▶ [Stored records]
—————

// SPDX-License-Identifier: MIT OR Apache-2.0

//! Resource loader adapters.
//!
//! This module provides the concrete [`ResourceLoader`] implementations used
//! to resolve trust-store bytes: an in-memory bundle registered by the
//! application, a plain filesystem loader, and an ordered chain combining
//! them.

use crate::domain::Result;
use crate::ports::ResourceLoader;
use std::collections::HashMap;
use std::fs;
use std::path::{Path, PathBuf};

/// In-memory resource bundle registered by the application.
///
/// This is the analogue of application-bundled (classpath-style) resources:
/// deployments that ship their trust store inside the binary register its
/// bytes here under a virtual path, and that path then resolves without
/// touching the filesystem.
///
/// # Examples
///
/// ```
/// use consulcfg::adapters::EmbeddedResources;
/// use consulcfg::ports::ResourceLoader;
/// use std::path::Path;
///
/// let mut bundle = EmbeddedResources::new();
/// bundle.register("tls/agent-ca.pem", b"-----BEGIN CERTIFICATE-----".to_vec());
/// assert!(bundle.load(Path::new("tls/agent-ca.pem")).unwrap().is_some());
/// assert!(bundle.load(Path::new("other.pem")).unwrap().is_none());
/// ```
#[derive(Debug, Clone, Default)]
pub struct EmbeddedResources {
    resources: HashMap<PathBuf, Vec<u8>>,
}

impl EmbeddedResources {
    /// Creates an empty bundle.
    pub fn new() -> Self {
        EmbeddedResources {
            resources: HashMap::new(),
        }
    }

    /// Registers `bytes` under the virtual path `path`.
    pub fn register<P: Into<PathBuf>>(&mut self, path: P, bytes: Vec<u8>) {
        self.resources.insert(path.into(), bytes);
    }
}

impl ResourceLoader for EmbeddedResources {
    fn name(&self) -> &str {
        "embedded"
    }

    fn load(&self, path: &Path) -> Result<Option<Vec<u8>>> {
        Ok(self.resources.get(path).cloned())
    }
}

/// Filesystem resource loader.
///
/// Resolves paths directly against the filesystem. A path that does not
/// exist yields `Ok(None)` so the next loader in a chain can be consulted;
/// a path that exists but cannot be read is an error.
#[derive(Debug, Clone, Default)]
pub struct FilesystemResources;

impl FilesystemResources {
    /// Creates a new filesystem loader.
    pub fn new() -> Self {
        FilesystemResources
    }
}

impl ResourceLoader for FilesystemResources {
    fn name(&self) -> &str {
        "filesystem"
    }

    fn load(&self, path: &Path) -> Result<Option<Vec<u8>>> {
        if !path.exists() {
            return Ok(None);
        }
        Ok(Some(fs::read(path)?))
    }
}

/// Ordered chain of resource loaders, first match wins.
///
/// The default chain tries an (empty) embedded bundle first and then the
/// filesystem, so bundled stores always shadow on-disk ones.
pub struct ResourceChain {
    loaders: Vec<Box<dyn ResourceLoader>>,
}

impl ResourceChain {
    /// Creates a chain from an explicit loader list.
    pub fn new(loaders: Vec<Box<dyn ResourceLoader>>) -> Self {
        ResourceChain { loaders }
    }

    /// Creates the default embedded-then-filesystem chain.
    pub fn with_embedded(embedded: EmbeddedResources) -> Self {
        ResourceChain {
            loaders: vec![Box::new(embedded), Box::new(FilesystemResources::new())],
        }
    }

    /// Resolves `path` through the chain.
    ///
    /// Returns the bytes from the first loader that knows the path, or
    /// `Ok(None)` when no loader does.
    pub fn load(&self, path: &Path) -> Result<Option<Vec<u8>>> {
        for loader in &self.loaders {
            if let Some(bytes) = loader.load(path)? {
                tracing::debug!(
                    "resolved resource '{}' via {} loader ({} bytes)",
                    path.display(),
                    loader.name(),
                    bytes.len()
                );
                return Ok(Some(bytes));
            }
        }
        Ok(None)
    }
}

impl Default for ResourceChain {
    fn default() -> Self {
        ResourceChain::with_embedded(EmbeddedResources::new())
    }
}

—————

▶ [Exercise] In the entries above, find every line with the word "struct" and list it.

▶ [Response below]
pub struct EmbeddedResources {
pub struct FilesystemResources;
pub struct ResourceChain {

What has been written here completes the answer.